England are expected to try to swarm stand-off Russell and his midfield colleagues in an effort to neutralise Scotland, but the 31-year-old has no issue with the possibility of being singled out.

“It’s probably similar to a lot of teams in that the 10s are the key players in attack,” said co-captain Russell. “I’m not sure what England are going to do – if they are going to fire out the line and try to take me out or shut me down from the outside.

“That is something we will have to figure out in the game. We will have to be able to adapt, with myself and Sione (Tuipulotu) and Huw (Jones) being on the same page and having Blair (Kinghorn) out wide as another option.

“Although the 10 controls a lot of the attack, it is not just down to me to create things. We will be looking to other boys to get away from them.”
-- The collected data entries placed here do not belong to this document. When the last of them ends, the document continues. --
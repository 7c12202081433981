pub type Unit = euclid::UnknownUnit;

pub type Point = euclid::Point2D<f64, Unit>;
pub type Vector = euclid::Vector2D<f64, Unit>;

pub fn point(x: f64, y: f64) -> Point {
    euclid::point2(x, y)
}

/// Point at `angle` radians on the circle of `radius` around `center`.
pub fn on_circle(center: Point, radius: f64, angle: f64) -> Point {
    center + euclid::vec2(radius * angle.cos(), radius * angle.sin())
}
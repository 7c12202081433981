use crate::geom::Point;
use serde::{Deserialize, Serialize};

/// Visual role of a node. Hubs (star centers, bus spines) get distinguished
/// styling in the renderer; leaves are ordinary devices.
#[derive(Debug, Clone, Copy, PartialEq, Eq, Serialize, Deserialize)]
#[serde(rename_all = "lowercase")]
pub enum NodeRole {
    Hub,
    Leaf,
}

#[derive(Debug, Clone, PartialEq, Serialize, Deserialize)]
pub struct Node {
    pub id: String,
    pub label: String,
    pub x: f64,
    pub y: f64,
    pub role: NodeRole,
}

impl Node {
    pub(crate) fn new(
        id: impl Into<String>,
        label: impl Into<String>,
        pos: Point,
        role: NodeRole,
    ) -> Self {
        Self {
            id: id.into(),
            label: label.into(),
            x: pos.x,
            y: pos.y,
            role,
        }
    }
}

#[derive(Debug, Clone, PartialEq, Eq, Serialize, Deserialize)]
pub struct Edge {
    pub id: String,
    pub source: String,
    pub target: String,
}

impl Edge {
    pub(crate) fn new(
        id: impl Into<String>,
        source: impl Into<String>,
        target: impl Into<String>,
    ) -> Self {
        Self {
            id: id.into(),
            source: source.into(),
            target: target.into(),
        }
    }
}

/// One generated layout, handed to the renderer wholesale. Node order is the
/// generation order, which keeps output deterministic for a given input.
#[derive(Debug, Clone, Default, PartialEq, Serialize, Deserialize)]
pub struct TopologyGraph {
    pub nodes: Vec<Node>,
    pub edges: Vec<Edge>,
}

impl TopologyGraph {
    pub fn is_empty(&self) -> bool {
        self.nodes.is_empty() && self.edges.is_empty()
    }

    pub fn node(&self, id: &str) -> Option<&Node> {
        self.nodes.iter().find(|n| n.id == id)
    }
}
Scotland were tamed the last time they came up against a Jones-inspired blitz defence when they lost 18-3 to South Africa at the World Cup in September, but Russell insists they have learned from that encounter.

“We have looked back and talked about that game, and obviously looked at England’s first two games of this campaign,” said Russell. “I think our learnings from the World Cup were not to go into our shells if we do feel the pressure.
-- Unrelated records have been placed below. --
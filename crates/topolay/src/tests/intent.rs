use crate::*;

#[test]
fn decodes_the_chat_contract() {
    // The backend also sends fields this crate does not consume
    // (e.g. create_topology); decoding must tolerate them.
    let body = r#"{
        "success": true,
        "create_topology": true,
        "message": "Creating a ring topology with 6 devices.",
        "data": { "topology": "ring", "devices": 6 }
    }"#;
    let response = decode_chat_response(body).unwrap();
    assert!(response.success);
    assert_eq!(
        response.message.as_deref(),
        Some("Creating a ring topology with 6 devices.")
    );
    assert_eq!(response.data.topology.as_deref(), Some("ring"));
    assert_eq!(response.data.devices, Some(6));
}

#[test]
fn decodes_null_message_and_empty_data() {
    let body = r#"{
        "success": true,
        "message": null,
        "data": { "topology": null, "devices": null }
    }"#;
    let response = decode_chat_response(body).unwrap();
    assert_eq!(response.message, None);
    assert_eq!(response.data, ChatData::default());
}

#[test]
fn malformed_bodies_are_reported_as_errors() {
    let err = decode_chat_response("{ not json").unwrap_err();
    assert!(err.to_string().starts_with("Malformed intent response:"));

    let err = decode_chat_response(r#"{ "success": "yes" }"#).unwrap_err();
    assert!(matches!(err, Error::MalformedResponse { .. }));
}

#[test]
fn topology_request_requires_both_halves() {
    let mut response = ChatResponse {
        success: true,
        message: None,
        data: ChatData {
            topology: Some("mesh".to_string()),
            devices: None,
        },
    };
    assert_eq!(response.topology_request(), None);

    response.data.devices = Some(4);
    let request = response.topology_request().unwrap();
    assert_eq!(request.kind, "mesh");
    assert_eq!(request.device_count, 4);
}

#[test]
fn topology_request_lowercases_the_kind() {
    let response = ChatResponse {
        success: true,
        message: None,
        data: ChatData {
            topology: Some("Star".to_string()),
            devices: Some(3),
        },
    };
    assert_eq!(response.topology_request().unwrap().kind, "star");
}

#[test]
fn failed_responses_yield_no_request() {
    let response = ChatResponse {
        success: false,
        message: Some("boom".to_string()),
        data: ChatData {
            topology: Some("star".to_string()),
            devices: Some(3),
        },
    };
    assert_eq!(response.topology_request(), None);
}

#[test]
fn topology_request_uses_the_wire_field_names() {
    let request = TopologyRequest {
        kind: "bus".to_string(),
        device_count: 2,
    };
    let value = serde_json::to_value(&request).unwrap();
    assert_eq!(value["kind"], "bus");
    assert_eq!(value["deviceCount"], 2);
}

#[test]
fn decodes_the_health_contract() {
    let body = r#"{ "status": "healthy", "rasa_healthy": true }"#;
    let health: HealthResponse = serde_json::from_str(body).unwrap();
    assert_eq!(health.status, "healthy");
    assert!(health.rasa_healthy);
}
//! Per-kind topology construction.
//!
//! The canonical layout area is a 500x500 logical unit square centered at
//! (250, 250). Circular layouts (star, ring) place devices on a 150-unit
//! radius; row layouts (line, bus) and the mesh grid use a 100-unit pitch.

use crate::geom::{self, Point};
use crate::graph::{Edge, Node, NodeRole, TopologyGraph};
use crate::topology::TopologyKind;
use std::f64::consts::TAU;

const CENTER_X: f64 = 250.0;
const CENTER_Y: f64 = 250.0;
const RADIUS: f64 = 150.0;
const ROW_START_X: f64 = 100.0;
const SPACING: f64 = 100.0;
const MESH_COLUMNS: usize = 5;

fn center() -> Point {
    geom::point(CENTER_X, CENTER_Y)
}

/// Builds the graph for `kind` with `device_count` ordinary devices.
///
/// Pure and total: `clean` and unrecognized kinds produce the empty graph, and
/// so does a negative count (the declared domain is non-negative; degrading
/// beats letting per-kind loops disagree about what a negative count means).
pub fn generate(kind: TopologyKind, device_count: i64) -> TopologyGraph {
    let Ok(count) = usize::try_from(device_count) else {
        return TopologyGraph::default();
    };

    match kind {
        TopologyKind::Clean | TopologyKind::Unrecognized => TopologyGraph::default(),
        TopologyKind::Star => star(count),
        TopologyKind::Ring => ring(count),
        TopologyKind::Line => line(count),
        TopologyKind::Bus => bus(count),
        TopologyKind::Mesh => mesh(count),
    }
}

/// Hub "Center" in the middle, devices on the radius circle, one spoke each.
fn star(count: usize) -> TopologyGraph {
    let mut graph = TopologyGraph::default();
    graph
        .nodes
        .push(Node::new("0", "Center", center(), NodeRole::Hub));
    for i in 1..=count {
        let angle = TAU * (i - 1) as f64 / count as f64;
        let pos = geom::on_circle(center(), RADIUS, angle);
        graph
            .nodes
            .push(Node::new(i.to_string(), format!("Device {i}"), pos, NodeRole::Leaf));
        graph
            .edges
            .push(Edge::new(format!("0-{i}"), "0", i.to_string()));
    }
    graph
}

/// Devices evenly spaced on the radius circle; device `i` connects to
/// `(i + 1) mod count`, closing the cycle. A single device keeps the
/// wrap-around edge and therefore connects to itself.
fn ring(count: usize) -> TopologyGraph {
    let mut graph = TopologyGraph::default();
    for i in 0..count {
        let angle = TAU * i as f64 / count as f64;
        let pos = geom::on_circle(center(), RADIUS, angle);
        graph.nodes.push(Node::new(
            i.to_string(),
            format!("Device {}", i + 1),
            pos,
            NodeRole::Leaf,
        ));
    }
    for i in 0..count {
        let j = (i + 1) % count;
        graph
            .edges
            .push(Edge::new(format!("e{i}-{j}"), i.to_string(), j.to_string()));
    }
    graph
}

/// Devices left-to-right on one row; device `i` connects back to `i - 1`.
fn line(count: usize) -> TopologyGraph {
    let mut graph = TopologyGraph::default();
    for i in 0..count {
        let pos = geom::point(ROW_START_X + i as f64 * SPACING, CENTER_Y);
        graph.nodes.push(Node::new(
            i.to_string(),
            format!("Device {}", i + 1),
            pos,
            NodeRole::Leaf,
        ));
        if i > 0 {
            graph.edges.push(Edge::new(
                format!("e{}-{i}", i - 1),
                (i - 1).to_string(),
                i.to_string(),
            ));
        }
    }
    graph
}

/// Hub "Bus" fixed on the left, devices on the same row to its right, each
/// attached to the hub.
fn bus(count: usize) -> TopologyGraph {
    let mut graph = TopologyGraph::default();
    graph.nodes.push(Node::new(
        "bus",
        "Bus",
        geom::point(ROW_START_X, CENTER_Y),
        NodeRole::Hub,
    ));
    for i in 0..count {
        let pos = geom::point(ROW_START_X + SPACING + i as f64 * SPACING, CENTER_Y);
        graph.nodes.push(Node::new(
            format!("device-{i}"),
            format!("Device {}", i + 1),
            pos,
            NodeRole::Leaf,
        ));
        graph
            .edges
            .push(Edge::new(format!("bus-{i}"), "bus", format!("device-{i}")));
    }
    graph
}

/// Devices in a fixed-width grid, row-major; every unordered pair connects
/// exactly once, so the edge count is `count * (count - 1) / 2`.
fn mesh(count: usize) -> TopologyGraph {
    let mut graph = TopologyGraph::default();
    for i in 0..count {
        let col = i % MESH_COLUMNS;
        let row = i / MESH_COLUMNS;
        let pos = geom::point(
            ROW_START_X + col as f64 * SPACING,
            CENTER_Y - 200.0 + row as f64 * SPACING,
        );
        graph.nodes.push(Node::new(
            i.to_string(),
            format!("Device {}", i + 1),
            pos,
            NodeRole::Leaf,
        ));
    }
    for i in 0..count {
        for j in (i + 1)..count {
            graph
                .edges
                .push(Edge::new(format!("e{i}-{j}"), i.to_string(), j.to_string()));
        }
    }
    graph
}
use assert_cmd::Command;
use serde_json::Value;
use std::io::Write;

fn cli() -> Command {
    Command::cargo_bin("topolay-cli").unwrap()
}

fn stdout_json(assert: assert_cmd::assert::Assert) -> Value {
    let output = assert.get_output();
    serde_json::from_slice(&output.stdout).unwrap()
}

#[test]
fn generates_a_star_graph_from_flags() {
    let assert = cli().args(["--kind", "star", "--count", "4"]).assert().success();
    let graph = stdout_json(assert);
    assert_eq!(graph["nodes"].as_array().unwrap().len(), 5);
    assert_eq!(graph["edges"].as_array().unwrap().len(), 4);
    assert_eq!(graph["nodes"][0]["label"], "Center");
}

#[test]
fn unrecognized_kind_prints_the_empty_graph() {
    let assert = cli().args(["--kind", "tree", "--count", "8"]).assert().success();
    let graph = stdout_json(assert);
    assert_eq!(graph["nodes"].as_array().unwrap().len(), 0);
    assert_eq!(graph["edges"].as_array().unwrap().len(), 0);
}

#[test]
fn intent_response_on_stdin_drives_generation() {
    let body = r#"{
        "success": true,
        "message": "Creating a mesh topology with 4 devices.",
        "data": { "topology": "mesh", "devices": 4 }
    }"#;
    let assert = cli().args(["--intent", "-"]).write_stdin(body).assert().success();
    let graph = stdout_json(assert);
    assert_eq!(graph["nodes"].as_array().unwrap().len(), 4);
    assert_eq!(graph["edges"].as_array().unwrap().len(), 6);
}

#[test]
fn intent_file_without_a_complete_pair_prints_the_empty_graph() {
    let mut file = tempfile::NamedTempFile::new().unwrap();
    write!(
        file,
        r#"{{ "success": true, "message": "Message received.", "data": {{ "topology": null, "devices": null }} }}"#
    )
    .unwrap();

    let assert = cli()
        .args(["--intent", file.path().to_str().unwrap()])
        .assert()
        .success();
    let graph = stdout_json(assert);
    assert_eq!(graph["nodes"].as_array().unwrap().len(), 0);
}

#[test]
fn malformed_intent_body_fails() {
    cli()
        .args(["--intent", "-"])
        .write_stdin("{ not json")
        .assert()
        .failure()
        .code(1);
}

#[test]
fn missing_count_is_a_usage_error() {
    cli().args(["--kind", "star"]).assert().failure().code(2);
}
“There were chances in that game against South Africa that we probably never saw on the pitch. Under pressure we probably went into our shell a little bit.
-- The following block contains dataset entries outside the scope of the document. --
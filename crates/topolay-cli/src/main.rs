use std::io::Read;
use topolay::{TopologyGraph, TopologyKind, decode_chat_response, generate};

#[derive(Debug)]
enum CliError {
    Usage(&'static str),
    Io(std::io::Error),
    Topolay(topolay::Error),
    Json(serde_json::Error),
}

impl std::fmt::Display for CliError {
    fn fmt(&self, f: &mut std::fmt::Formatter<'_>) -> std::fmt::Result {
        match self {
            CliError::Usage(msg) => write!(f, "{msg}"),
            CliError::Io(err) => write!(f, "I/O error: {err}"),
            CliError::Topolay(err) => write!(f, "{err}"),
            CliError::Json(err) => write!(f, "JSON error: {err}"),
        }
    }
}

impl From<std::io::Error> for CliError {
    fn from(value: std::io::Error) -> Self {
        Self::Io(value)
    }
}

impl From<topolay::Error> for CliError {
    fn from(value: topolay::Error) -> Self {
        Self::Topolay(value)
    }
}

impl From<serde_json::Error> for CliError {
    fn from(value: serde_json::Error) -> Self {
        Self::Json(value)
    }
}

#[derive(Debug, Default)]
struct Args {
    kind: Option<String>,
    count: Option<i64>,
    intent: Option<String>,
    pretty: bool,
}

fn usage() -> &'static str {
    "topolay-cli\n\
\n\
USAGE:\n\
  topolay-cli --kind <clean|star|ring|line|bus|mesh> --count <n> [--pretty]\n\
  topolay-cli --intent <path>|- [--pretty]\n\
\n\
NOTES:\n\
  - Prints the generated topology graph as JSON on stdout.\n\
  - --intent decodes a captured intent-service /chat response and generates\n\
    from its (topology, devices) pair; '-' reads the response from stdin.\n\
  - An unrecognized kind is not an error: it prints the empty graph.\n\
"
}

fn parse_args(argv: &[String]) -> Result<Args, CliError> {
    let mut args = Args::default();

    let mut it = argv.iter().skip(1);
    while let Some(a) = it.next() {
        match a.as_str() {
            "--help" | "-h" => return Err(CliError::Usage(usage())),
            "--pretty" => args.pretty = true,
            "--kind" => {
                let Some(v) = it.next() else {
                    return Err(CliError::Usage(usage()));
                };
                args.kind = Some(v.clone());
            }
            "--count" => {
                let Some(v) = it.next() else {
                    return Err(CliError::Usage(usage()));
                };
                args.count = Some(v.parse::<i64>().map_err(|_| CliError::Usage(usage()))?);
            }
            "--intent" => {
                let Some(v) = it.next() else {
                    return Err(CliError::Usage(usage()));
                };
                args.intent = Some(v.clone());
            }
            _ => return Err(CliError::Usage(usage())),
        }
    }

    if args.intent.is_none() && (args.kind.is_none() || args.count.is_none()) {
        return Err(CliError::Usage(usage()));
    }
    if args.intent.is_some() && (args.kind.is_some() || args.count.is_some()) {
        return Err(CliError::Usage(usage()));
    }

    Ok(args)
}

fn read_input(path: &str) -> Result<String, CliError> {
    if path == "-" {
        let mut buf = String::new();
        std::io::stdin().read_to_string(&mut buf)?;
        Ok(buf)
    } else {
        Ok(std::fs::read_to_string(path)?)
    }
}

fn run(args: Args) -> Result<(), CliError> {
    let graph = match &args.intent {
        Some(source) => {
            let body = read_input(source)?;
            let response = decode_chat_response(&body)?;
            match response.topology_request() {
                Some(request) => {
                    generate(TopologyKind::parse(&request.kind), request.device_count)
                }
                // No complete (topology, devices) pair: nothing to draw.
                None => TopologyGraph::default(),
            }
        }
        None => {
            // parse_args guarantees both are present here.
            let kind = args.kind.as_deref().unwrap_or_default();
            let count = args.count.unwrap_or_default();
            generate(TopologyKind::parse(kind), count)
        }
    };

    let out = if args.pretty {
        serde_json::to_string_pretty(&graph)?
    } else {
        serde_json::to_string(&graph)?
    };
    println!("{out}");
    Ok(())
}

fn main() {
    let args = match parse_args(&std::env::args().collect::<Vec<_>>()) {
        Ok(v) => v,
        Err(CliError::Usage(msg)) => {
            eprintln!("{msg}");
            std::process::exit(2);
        }
        Err(err) => {
            eprintln!("{err}");
            std::process::exit(1);
        }
    };

    match run(args) {
        Ok(()) => {}
        Err(CliError::Usage(msg)) => {
            eprintln!("{msg}");
            std::process::exit(2);
        }
        Err(err) => {
            eprintln!("{err}");
            std::process::exit(1);
        }
    }
}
“Tomorrow we just need to have belief in ourselves and trust the work we have put in over the last six months to a year.

“At times we will be under pressure and it will be tough, but we can fall back to what we have done building up to this game.

“We can have belief and confidence in ourselves and hopefully we can take the chances that will be out there.”

After Russell lost his first three Calcutta Cup matches, including a 61-21 defeat at Twickenham in 2017, the Scots have won each of the last three meetings and have lost only one of the last six.

“With us and England, we have been progressing and over the last few years they have potentially not been as good as they can be,” said Russell. “But the World Cup showed how good they can be, getting to the semi-finals.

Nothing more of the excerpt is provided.